▶ [HOW TO COMPLETE THIS TASK]: Using the records below, give again exactly the lines from the line that contains "filename src/container/mod.rs" through the line that contains "the document without", both ends included, and only those.

....................

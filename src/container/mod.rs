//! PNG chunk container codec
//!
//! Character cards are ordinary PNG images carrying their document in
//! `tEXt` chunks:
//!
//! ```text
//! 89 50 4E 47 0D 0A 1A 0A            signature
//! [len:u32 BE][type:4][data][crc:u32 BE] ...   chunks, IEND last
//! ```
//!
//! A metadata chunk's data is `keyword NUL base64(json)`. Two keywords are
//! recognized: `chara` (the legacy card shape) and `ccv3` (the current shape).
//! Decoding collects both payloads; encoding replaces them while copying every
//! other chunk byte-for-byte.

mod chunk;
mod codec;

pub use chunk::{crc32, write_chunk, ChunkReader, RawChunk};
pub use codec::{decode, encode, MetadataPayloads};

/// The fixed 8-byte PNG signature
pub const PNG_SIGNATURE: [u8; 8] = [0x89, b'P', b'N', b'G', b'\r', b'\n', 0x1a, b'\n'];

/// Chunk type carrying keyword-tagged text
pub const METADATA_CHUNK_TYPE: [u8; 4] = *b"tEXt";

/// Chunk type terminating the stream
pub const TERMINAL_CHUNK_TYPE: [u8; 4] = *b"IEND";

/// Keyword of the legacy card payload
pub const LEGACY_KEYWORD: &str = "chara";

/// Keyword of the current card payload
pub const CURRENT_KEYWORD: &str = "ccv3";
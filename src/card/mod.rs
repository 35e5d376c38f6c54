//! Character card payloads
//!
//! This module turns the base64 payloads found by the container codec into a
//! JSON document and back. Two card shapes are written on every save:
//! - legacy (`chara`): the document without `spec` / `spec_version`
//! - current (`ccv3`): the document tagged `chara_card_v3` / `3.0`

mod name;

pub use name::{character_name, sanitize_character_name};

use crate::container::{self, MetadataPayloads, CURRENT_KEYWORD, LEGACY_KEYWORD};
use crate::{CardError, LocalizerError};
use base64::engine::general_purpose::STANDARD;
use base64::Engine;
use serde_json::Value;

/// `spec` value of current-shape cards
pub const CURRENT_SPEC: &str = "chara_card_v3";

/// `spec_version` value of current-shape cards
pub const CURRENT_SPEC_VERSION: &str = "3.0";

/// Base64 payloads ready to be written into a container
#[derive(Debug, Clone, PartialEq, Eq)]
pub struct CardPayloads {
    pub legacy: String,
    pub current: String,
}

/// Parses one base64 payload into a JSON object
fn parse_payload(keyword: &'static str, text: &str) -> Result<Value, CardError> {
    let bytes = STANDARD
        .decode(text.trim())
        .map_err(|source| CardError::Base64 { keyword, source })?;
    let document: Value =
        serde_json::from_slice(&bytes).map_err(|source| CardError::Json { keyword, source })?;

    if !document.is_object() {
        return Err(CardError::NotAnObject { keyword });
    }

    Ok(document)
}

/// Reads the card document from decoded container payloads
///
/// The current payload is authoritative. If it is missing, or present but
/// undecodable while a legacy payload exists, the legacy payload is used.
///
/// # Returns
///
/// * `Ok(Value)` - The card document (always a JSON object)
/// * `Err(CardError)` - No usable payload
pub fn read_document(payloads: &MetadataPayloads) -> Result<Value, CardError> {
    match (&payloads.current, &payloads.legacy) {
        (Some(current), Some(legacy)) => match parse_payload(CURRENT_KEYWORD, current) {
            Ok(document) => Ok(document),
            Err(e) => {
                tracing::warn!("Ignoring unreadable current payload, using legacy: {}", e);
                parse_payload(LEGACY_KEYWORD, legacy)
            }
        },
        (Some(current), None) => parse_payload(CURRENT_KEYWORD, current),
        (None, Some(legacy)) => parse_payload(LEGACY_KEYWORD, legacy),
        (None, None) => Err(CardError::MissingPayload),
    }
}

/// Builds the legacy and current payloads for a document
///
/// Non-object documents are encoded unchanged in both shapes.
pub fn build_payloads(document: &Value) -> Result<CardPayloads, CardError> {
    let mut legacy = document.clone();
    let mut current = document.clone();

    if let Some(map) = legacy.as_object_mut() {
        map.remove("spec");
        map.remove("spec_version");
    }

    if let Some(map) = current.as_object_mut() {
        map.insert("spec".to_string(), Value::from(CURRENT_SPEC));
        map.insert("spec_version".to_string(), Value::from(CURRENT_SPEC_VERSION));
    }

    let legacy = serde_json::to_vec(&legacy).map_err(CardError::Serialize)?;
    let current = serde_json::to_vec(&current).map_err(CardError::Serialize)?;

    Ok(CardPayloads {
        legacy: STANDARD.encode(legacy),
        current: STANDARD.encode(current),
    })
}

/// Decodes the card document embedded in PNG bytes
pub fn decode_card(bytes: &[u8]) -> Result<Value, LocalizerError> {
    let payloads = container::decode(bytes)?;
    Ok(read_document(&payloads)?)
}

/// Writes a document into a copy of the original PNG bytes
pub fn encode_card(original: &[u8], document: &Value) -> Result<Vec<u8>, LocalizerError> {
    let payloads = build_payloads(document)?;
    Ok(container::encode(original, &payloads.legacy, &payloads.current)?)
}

....................

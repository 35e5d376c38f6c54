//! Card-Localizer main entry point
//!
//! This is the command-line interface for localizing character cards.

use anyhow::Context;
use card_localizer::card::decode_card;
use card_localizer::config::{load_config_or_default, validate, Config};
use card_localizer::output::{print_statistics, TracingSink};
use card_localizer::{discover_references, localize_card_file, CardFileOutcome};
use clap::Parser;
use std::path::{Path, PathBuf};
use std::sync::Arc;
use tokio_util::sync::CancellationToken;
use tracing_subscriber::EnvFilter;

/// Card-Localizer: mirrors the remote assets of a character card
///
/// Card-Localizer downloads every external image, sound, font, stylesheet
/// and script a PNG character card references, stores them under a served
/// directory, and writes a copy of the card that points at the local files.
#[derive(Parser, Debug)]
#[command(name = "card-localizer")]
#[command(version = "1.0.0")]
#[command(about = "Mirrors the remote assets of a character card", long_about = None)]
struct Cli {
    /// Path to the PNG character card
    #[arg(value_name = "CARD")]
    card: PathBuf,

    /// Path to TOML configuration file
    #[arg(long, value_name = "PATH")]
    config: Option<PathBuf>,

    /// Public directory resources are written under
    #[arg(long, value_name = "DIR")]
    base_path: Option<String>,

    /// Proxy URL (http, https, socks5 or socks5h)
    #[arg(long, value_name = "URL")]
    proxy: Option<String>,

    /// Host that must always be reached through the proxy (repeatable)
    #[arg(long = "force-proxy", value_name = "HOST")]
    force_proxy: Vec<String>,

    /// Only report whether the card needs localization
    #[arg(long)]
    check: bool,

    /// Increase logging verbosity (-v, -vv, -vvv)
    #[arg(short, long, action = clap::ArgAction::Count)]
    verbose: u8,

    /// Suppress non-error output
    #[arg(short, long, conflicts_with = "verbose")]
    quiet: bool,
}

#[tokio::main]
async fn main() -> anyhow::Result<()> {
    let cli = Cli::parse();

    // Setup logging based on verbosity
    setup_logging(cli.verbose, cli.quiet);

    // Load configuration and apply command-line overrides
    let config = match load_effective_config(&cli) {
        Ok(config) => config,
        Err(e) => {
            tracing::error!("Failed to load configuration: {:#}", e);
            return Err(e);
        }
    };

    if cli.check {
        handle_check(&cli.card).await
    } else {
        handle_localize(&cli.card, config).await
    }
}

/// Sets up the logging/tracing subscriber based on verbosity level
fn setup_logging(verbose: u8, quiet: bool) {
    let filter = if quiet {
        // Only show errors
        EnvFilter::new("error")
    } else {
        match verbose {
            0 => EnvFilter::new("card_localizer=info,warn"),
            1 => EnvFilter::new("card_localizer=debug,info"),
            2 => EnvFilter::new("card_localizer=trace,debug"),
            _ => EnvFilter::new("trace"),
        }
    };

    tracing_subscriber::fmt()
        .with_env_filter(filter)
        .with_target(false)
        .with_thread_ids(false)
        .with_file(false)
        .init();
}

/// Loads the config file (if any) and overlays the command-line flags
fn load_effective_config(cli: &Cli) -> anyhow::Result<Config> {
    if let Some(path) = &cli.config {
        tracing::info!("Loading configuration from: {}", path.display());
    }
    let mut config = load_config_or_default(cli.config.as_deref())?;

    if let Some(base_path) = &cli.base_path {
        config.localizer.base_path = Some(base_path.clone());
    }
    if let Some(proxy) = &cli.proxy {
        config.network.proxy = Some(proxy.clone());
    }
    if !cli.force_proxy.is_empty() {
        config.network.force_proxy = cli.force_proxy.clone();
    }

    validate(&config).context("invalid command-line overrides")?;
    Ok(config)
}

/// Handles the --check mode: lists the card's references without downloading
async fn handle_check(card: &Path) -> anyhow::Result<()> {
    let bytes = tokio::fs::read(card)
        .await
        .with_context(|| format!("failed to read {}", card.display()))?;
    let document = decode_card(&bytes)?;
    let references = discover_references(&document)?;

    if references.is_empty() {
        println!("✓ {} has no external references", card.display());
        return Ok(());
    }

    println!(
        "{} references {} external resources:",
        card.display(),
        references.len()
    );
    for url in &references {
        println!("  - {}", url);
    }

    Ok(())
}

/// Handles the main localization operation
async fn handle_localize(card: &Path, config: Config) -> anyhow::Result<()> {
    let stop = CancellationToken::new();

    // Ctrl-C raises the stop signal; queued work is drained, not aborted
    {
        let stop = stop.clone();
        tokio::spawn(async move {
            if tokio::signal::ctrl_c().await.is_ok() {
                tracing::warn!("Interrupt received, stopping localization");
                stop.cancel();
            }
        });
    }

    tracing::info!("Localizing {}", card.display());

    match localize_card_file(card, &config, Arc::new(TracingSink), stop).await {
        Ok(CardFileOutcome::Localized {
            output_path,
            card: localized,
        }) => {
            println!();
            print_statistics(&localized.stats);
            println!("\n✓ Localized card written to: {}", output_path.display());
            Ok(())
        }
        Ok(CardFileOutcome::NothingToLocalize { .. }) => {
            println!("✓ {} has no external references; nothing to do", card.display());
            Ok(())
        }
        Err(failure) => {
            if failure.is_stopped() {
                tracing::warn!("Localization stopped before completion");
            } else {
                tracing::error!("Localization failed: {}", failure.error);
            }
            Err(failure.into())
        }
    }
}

....................

▶ [RESPONSE TO THE TASK]:
filename src/container/mod.rs
//! PNG chunk container codec
//!
//! Character cards are ordinary PNG images carrying their document in
//! `tEXt` chunks:
//!
//! ```text
//! 89 50 4E 47 0D 0A 1A 0A            signature
//! [len:u32 BE][type:4][data][crc:u32 BE] ...   chunks, IEND last
//! ```
//!
//! A metadata chunk's data is `keyword NUL base64(json)`. Two keywords are
//! recognized: `chara` (the legacy card shape) and `ccv3` (the current shape).
//! Decoding collects both payloads; encoding replaces them while copying every
//! other chunk byte-for-byte.

mod chunk;
mod codec;

pub use chunk::{crc32, write_chunk, ChunkReader, RawChunk};
pub use codec::{decode, encode, MetadataPayloads};

/// The fixed 8-byte PNG signature
pub const PNG_SIGNATURE: [u8; 8] = [0x89, b'P', b'N', b'G', b'\r', b'\n', 0x1a, b'\n'];

/// Chunk type carrying keyword-tagged text
pub const METADATA_CHUNK_TYPE: [u8; 4] = *b"tEXt";

/// Chunk type terminating the stream
pub const TERMINAL_CHUNK_TYPE: [u8; 4] = *b"IEND";

/// Keyword of the legacy card payload
pub const LEGACY_KEYWORD: &str = "chara";

/// Keyword of the current card payload
pub const CURRENT_KEYWORD: &str = "ccv3";
filename src/card/mod.rs
repository 35e5d376c38f6c54
//! Character card payloads
//!
//! This module turns the base64 payloads found by the container codec into a
//! JSON document and back. Two card shapes are written on every save:
//! - legacy (`chara`): the document without `spec` / `spec_version`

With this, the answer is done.